___ DATA SECTION
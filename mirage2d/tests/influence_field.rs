use mirage2d::{
    propagate, Direction, GridConfig, InfluenceGrid, OpenField, PropagationRange, Vec2,
};

fn arena() -> InfluenceGrid {
    InfluenceGrid::build(&GridConfig::default(), &OpenField).expect("default grid is valid")
}

#[test]
fn cardinals_feel_an_agent_more_than_diagonals() {
    let mut grid = arena();
    let origin = grid.node_at(Vec2::new(0.3, -0.7)).expect("on grid");
    propagate(&mut grid, origin, -1.0, PropagationRange::Hops(2));

    let node = grid.node(origin);
    for (cardinal, diagonals) in [
        (Direction::North, [Direction::NorthEast, Direction::NorthWest]),
        (Direction::South, [Direction::SouthEast, Direction::SouthWest]),
    ] {
        let c = grid.node(node.neighbor(cardinal).expect("interior")).desirability();
        assert!(c < 0.0);
        for diagonal in diagonals {
            let d = grid.node(node.neighbor(diagonal).expect("interior")).desirability();
            assert!(d < 0.0);
            assert!(c.abs() > d.abs());
        }
    }
}

#[test]
fn desirability_fades_without_fresh_influence() {
    let mut grid = arena();
    let origin = grid.node_at(Vec2::ZERO).expect("on grid");
    propagate(&mut grid, origin, 1.0, PropagationRange::Fraction(0.5));
    let start = grid.node(origin).desirability();

    for _ in 0..50 {
        grid.refresh(&OpenField);
    }
    let faded = grid.node(origin).desirability();
    assert!(faded > 0.0);
    assert!(faded < start * 0.01);
}

#[test]
fn values_stay_clamped_under_heavy_traffic() {
    let mut grid = arena();
    let mut rng = fastrand::Rng::with_seed(2024);
    for _ in 0..500 {
        let position = Vec2::new(rng.f32() * 6.0 - 3.0, rng.f32() * 6.0 - 3.0);
        let Ok(origin) = grid.node_at(position) else {
            continue;
        };
        let value = if rng.bool() { 5.0 } else { -5.0 };
        propagate(&mut grid, origin, value, PropagationRange::Fraction(rng.f32()));
    }
    assert!(grid
        .iter()
        .all(|(_, node)| (-1.0..=1.0).contains(&node.desirability())));
}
______
■ **TASK OBJECTIVE**
Would you please print every record exactly as written?

■ **SOLUTION TO THIS TASK**
filename mirage2d/tests/influence_field.rs
use mirage2d::{
    propagate, Direction, GridConfig, InfluenceGrid, OpenField, PropagationRange, Vec2,
};

fn arena() -> InfluenceGrid {
    InfluenceGrid::build(&GridConfig::default(), &OpenField).expect("default grid is valid")
}

#[test]
fn cardinals_feel_an_agent_more_than_diagonals() {
    let mut grid = arena();
    let origin = grid.node_at(Vec2::new(0.3, -0.7)).expect("on grid");
    propagate(&mut grid, origin, -1.0, PropagationRange::Hops(2));

    let node = grid.node(origin);
    for (cardinal, diagonals) in [
        (Direction::North, [Direction::NorthEast, Direction::NorthWest]),
        (Direction::South, [Direction::SouthEast, Direction::SouthWest]),
    ] {
        let c = grid.node(node.neighbor(cardinal).expect("interior")).desirability();
        assert!(c < 0.0);
        for diagonal in diagonals {
            let d = grid.node(node.neighbor(diagonal).expect("interior")).desirability();
            assert!(d < 0.0);
            assert!(c.abs() > d.abs());
        }
    }
}

#[test]
fn desirability_fades_without_fresh_influence() {
    let mut grid = arena();
    let origin = grid.node_at(Vec2::ZERO).expect("on grid");
    propagate(&mut grid, origin, 1.0, PropagationRange::Fraction(0.5));
    let start = grid.node(origin).desirability();

    for _ in 0..50 {
        grid.refresh(&OpenField);
    }
    let faded = grid.node(origin).desirability();
    assert!(faded > 0.0);
    assert!(faded < start * 0.01);
}

#[test]
fn values_stay_clamped_under_heavy_traffic() {
    let mut grid = arena();
    let mut rng = fastrand::Rng::with_seed(2024);
    for _ in 0..500 {
        let position = Vec2::new(rng.f32() * 6.0 - 3.0, rng.f32() * 6.0 - 3.0);
        let Ok(origin) = grid.node_at(position) else {
            continue;
        };
        let value = if rng.bool() { 5.0 } else { -5.0 };
        propagate(&mut grid, origin, value, PropagationRange::Fraction(rng.f32()));
    }
    assert!(grid
        .iter()
        .all(|(_, node)| (-1.0..=1.0).contains(&node.desirability())));
}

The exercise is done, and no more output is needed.